- Born: 8 November 1913
- Died: 31 August 2009 (aged 95)
- Education: Slade, Westminster School of Art
- Known for: Painting
- Movement: impressionist

= Frederick Gore =

British painter (1913–2009)

Frederick John Pym Gore CBE RA (8 November 1913 – 31 August 2009), was an English painter.

==Biography==
Gore was born into the world of art; his father, Spencer Frederick Gore, was a painter, President of the Camden Town Group until his early death in March 1914, and his mother, Mary Joanna (Molly) Kerr, was a dancer from Edinburgh.

As a young man Gore's ambition was to be a philosopher, but as a student at Trinity College, Oxford (following in the steps of his great uncle Bishop Charles Gore), he soon found that his real passion was for drawing and painting at the Ruskin School of Art which he attended almost daily.

Leaving Oxford, and arriving in London, Gore trained at the Slade under Henry Tonks and at the Westminster School of Art with Mark Gertler and Polunin from whom he learnt the flat-on-the-floor method of painting backdrops for the theatre: most useful later on when as an active member of the Balalaika Dance Group as dancer and organiser of events, he enhanced their productions with his professional expertise. He wrote a very successful folk ballet.

Pre-World War II, his career took off when a Greek patron saw his work and asked him to spend a year travelling and painting in Greece. Visits and extended sojourns to France followed, and an exhibition at Gallery Borghese in Paris in 1938 when Vauxelles called him the English fauve.
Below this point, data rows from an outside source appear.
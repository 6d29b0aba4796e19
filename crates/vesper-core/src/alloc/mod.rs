//! Allocation and collection types shared by the Vesper crates.
//!
//! - Re-exports of hash collections using AHash
//! - [`SlotArena`], a generational arena handing out stable [`SlotId`]s

pub mod slot_arena;

pub use ahash::{AHashMap as HashMap, AHashSet as HashSet, RandomState};
pub use slot_arena::{SlotArena, SlotId};

#[cfg(test)]
mod tests {
    use super::*;

    #[test]
    fn test_hashmap_ahash() {
        let mut map = HashMap::new();
        map.insert("key", "value");
        assert_eq!(map.get("key"), Some(&"value"));
    }

    #[test]
    fn test_hashset_ahash() {
        let mut set = HashSet::new();
        set.insert(42);
        assert!(set.contains(&42));
    }
}
//! Program binding state and the clip planes that depend on it.
//!
//! User clip planes are specified in world space, but a bound vertex program
//! decides what space the pipeline clips in. [`ProgramBindings`] reports
//! every change of bound state to a [`ProgramBindingListener`];
//! [`ClipPlaneState`] listens and marks its planes for re-upload when the
//! vertex stage flips.

use vesper_core::math::Plane;

use crate::gpu_program::{GpuProgramParameters, GpuProgramType};

/// Observer of program bind/unbind transitions.
pub trait ProgramBindingListener {
    /// Called only when `stage` actually changes bound state.
    fn program_binding_changed(&mut self, stage: GpuProgramType, bound: bool);
}

/// User clip planes plus a flag saying the backend copy is stale.
#[derive(Debug, Clone, Default, PartialEq)]
pub struct ClipPlaneState {
    planes: Vec<Plane>,
    dirty: bool,
}

impl ClipPlaneState {
    pub fn new() -> Self {
        Self::default()
    }

    pub fn planes(&self) -> &[Plane] {
        &self.planes
    }

    pub fn is_dirty(&self) -> bool {
        self.dirty
    }

    pub fn add(&mut self, plane: Plane) {
        self.planes.push(plane);
        self.dirty = true;
    }

    /// Replace the list; a no-op if nothing changed.
    pub fn set(&mut self, planes: &[Plane]) {
        if self.planes != planes {
            self.planes = planes.to_vec();
            self.dirty = true;
        }
    }

    pub fn reset(&mut self) {
        if !self.planes.is_empty() {
            self.planes.clear();
            self.dirty = true;
        }
    }

    /// Hand the planes over for upload if they are stale.
    pub fn take_dirty(&mut self) -> Option<&[Plane]> {
        if self.dirty {
            self.dirty = false;
            Some(&self.planes)
        } else {
            None
        }
    }
}

impl ProgramBindingListener for ClipPlaneState {
    fn program_binding_changed(&mut self, stage: GpuProgramType, _bound: bool) {
        if stage == GpuProgramType::Vertex && !self.planes.is_empty() {
            self.dirty = true;
        }
    }
}

/// Which stages have a program bound, and the parameters last bound to each.
#[derive(Debug, Clone, Default)]
pub struct ProgramBindings {
    bound: [bool; GpuProgramType::COUNT],
    params: [Option<GpuProgramParameters>; GpuProgramType::COUNT],
}

impl ProgramBindings {
    pub fn new() -> Self {
        Self::default()
    }

    pub fn is_bound(&self, stage: GpuProgramType) -> bool {
        self.bound[stage.index()]
    }

    /// Update a stage, notifying `listener` if the state changed.
    pub fn set_bound(
        &mut self,
        stage: GpuProgramType,
        bound: bool,
        listener: &mut dyn ProgramBindingListener,
    ) {
        let slot = &mut self.bound[stage.index()];
        if *slot != bound {
            *slot = bound;
            listener.program_binding_changed(stage, bound);
        }
    }

    pub fn active_parameters(&self, stage: GpuProgramType) -> Option<&GpuProgramParameters> {
        self.params[stage.index()].as_ref()
    }

    pub fn active_parameters_mut(
        &mut self,
        stage: GpuProgramType,
    ) -> Option<&mut GpuProgramParameters> {
        self.params[stage.index()].as_mut()
    }

    pub fn set_active_parameters(&mut self, stage: GpuProgramType, params: Option<GpuProgramParameters>) {
        self.params[stage.index()] = params;
    }

    /// Clear every bound flag and parameter set without notifying anyone.
    pub fn reset(&mut self) {
        *self = Self::default();
    }
}

#[cfg(test)]
mod tests {
    use super::*;
    use vesper_core::math::Vec3;

    fn plane() -> Plane {
        Plane::new(Vec3::Y, 0.0)
    }

    #[test]
    fn test_set_same_planes_is_not_dirty() {
        let mut clip = ClipPlaneState::new();
        clip.set(&[plane()]);
        assert!(clip.take_dirty().is_some());
        clip.set(&[plane()]);
        assert!(!clip.is_dirty());
    }

    #[test]
    fn test_vertex_binding_with_planes_marks_dirty() {
        let mut clip = ClipPlaneState::new();
        clip.add(plane());
        let _ = clip.take_dirty();

        let mut bindings = ProgramBindings::new();
        bindings.set_bound(GpuProgramType::Vertex, true, &mut clip);
        assert!(clip.is_dirty());
        let _ = clip.take_dirty();

        // Re-binding an already bound stage is not a change.
        bindings.set_bound(GpuProgramType::Vertex, true, &mut clip);
        assert!(!clip.is_dirty());

        bindings.set_bound(GpuProgramType::Vertex, false, &mut clip);
        assert!(clip.is_dirty());
    }

    #[test]
    fn test_other_stages_and_empty_planes_are_ignored() {
        let mut clip = ClipPlaneState::new();
        let mut bindings = ProgramBindings::new();
        bindings.set_bound(GpuProgramType::Vertex, true, &mut clip);
        assert!(!clip.is_dirty());

        clip.add(plane());
        let _ = clip.take_dirty();
        bindings.set_bound(GpuProgramType::Fragment, true, &mut clip);
        assert!(!clip.is_dirty());
        assert!(bindings.is_bound(GpuProgramType::Fragment));
    }

    #[test]
    fn test_reset_clears_flags() {
        let mut clip = ClipPlaneState::new();
        let mut bindings = ProgramBindings::new();
        bindings.set_bound(GpuProgramType::Geometry, true, &mut clip);
        bindings.set_active_parameters(GpuProgramType::Geometry, Some(GpuProgramParameters::new()));
        bindings.reset();
        assert!(!bindings.is_bound(GpuProgramType::Geometry));
        assert!(bindings.active_parameters(GpuProgramType::Geometry).is_none());
    }
}
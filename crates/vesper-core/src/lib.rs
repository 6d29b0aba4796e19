//! Vesper Core
//!
//! Shared utilities for the Vesper crates: logging bootstrap, profiling hooks,
//! generational arenas and the small amount of math the render layer needs.

pub mod alloc;
pub mod config;
pub mod logging;
pub mod math;
pub mod profiling;
/// Process-wide configuration for Vesper applications.
#[derive(Debug, Clone)]
pub struct Config {
    /// `EnvFilter` directive handed to the subscriber.
    pub log_filter: String,
    pub profiling: ProfilingMode,
}

impl Default for Config {
    fn default() -> Self {
        Config {
            log_filter: crate::logging::DEFAULT_FILTER.to_string(),
            profiling: ProfilingMode::Off,
        }
    }
}

impl Config {
    pub fn with_log_filter(mut self, filter: impl Into<String>) -> Self {
        self.log_filter = filter.into();
        self
    }

    pub fn with_profiling(mut self, mode: ProfilingMode) -> Self {
        self.profiling = mode;
        self
    }
}

#[derive(Debug, Clone, Copy, PartialEq, Eq)]
pub enum ProfilingMode {
    /// Profiling scopes are compiled in but disabled
    Off,
    /// Scopes are recorded in-process only
    On,
    /// Scopes are recorded and served to `puffin_viewer` over HTTP
    WithWebserver,
}

impl ProfilingMode {
    pub(crate) fn apply(self) {
        match self {
            ProfilingMode::Off => puffin::set_scopes_on(false),
            ProfilingMode::On => puffin::set_scopes_on(true),
            ProfilingMode::WithWebserver => {
                crate::profiling::init_profiling(crate::profiling::ProfilingBackend::PuffinHttp)
            }
        }
    }
}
Soon after, however, he was forced to leave and return to the UK.

During World War II, Gore was camouflage officer for the south-east and helped prepare the troops for the D-Day invasion.

In 1946, he began teaching at Saint Martin's School of Art, where he was Head of Painting from 1951 until 1979. In 1961 he was appointed Vice-Principal of Saint Martin's; he retired from the post in 1979. His students and colleagues there included many of the most accomplished artists of the twentieth century who continue to acknowledge the encouragement they received from Gore.

Summer months for many years were spent painting outside: on the Greek islands of Paros (1950s) and later on Aegina. Then during the 1960s, the rich hinterland of Majorca, followed by the brilliantly-lit landscapes of Provence.

He exhibited at the Redfern Gallery until they took to abstract art, the Juster Gallery (NY), Fosse, Lavenham, Richmond Hill Gallery – always keeping his independence to exhibit wherever he so wanted.

Gore was a trustee of the Imperial War Museum (1967–1984), and was chairman of its Artistic Records Committee (1972–1986).

In 1972, Gore was elected as a Royal Academician, and from 1976 to 1987 he was chairman of the Royal Academy of Arts Exhibitions Committee.

In 1980, Gore visited the US for the first time to deliver a dissertation at the Yale Center for British Art, New Haven, Connecticut. Gore was made CBE in 1987.

In 1991 he designed a series of posters for the London Transport Museum.

His last solo exhibition was at the Richmond Hill Gallery, London (January 2009).

His published books include "Abstract Art", "Painting: Some Basic Principles" and "The Baptism, Piero della Francesca"; he is also the author of an unpublished translation of poems by Baudelaire.

Gore died age 95 on 31 August 2009. He is buried in Brompton Cemetery.

==Personal life==
Frederick Gore had a son and two daughters - Dr. Charles David Gore, Dr. Georgiana Sarah Gore, and Geraldine Lucy Gore. His wife Constance (Connie) survived him.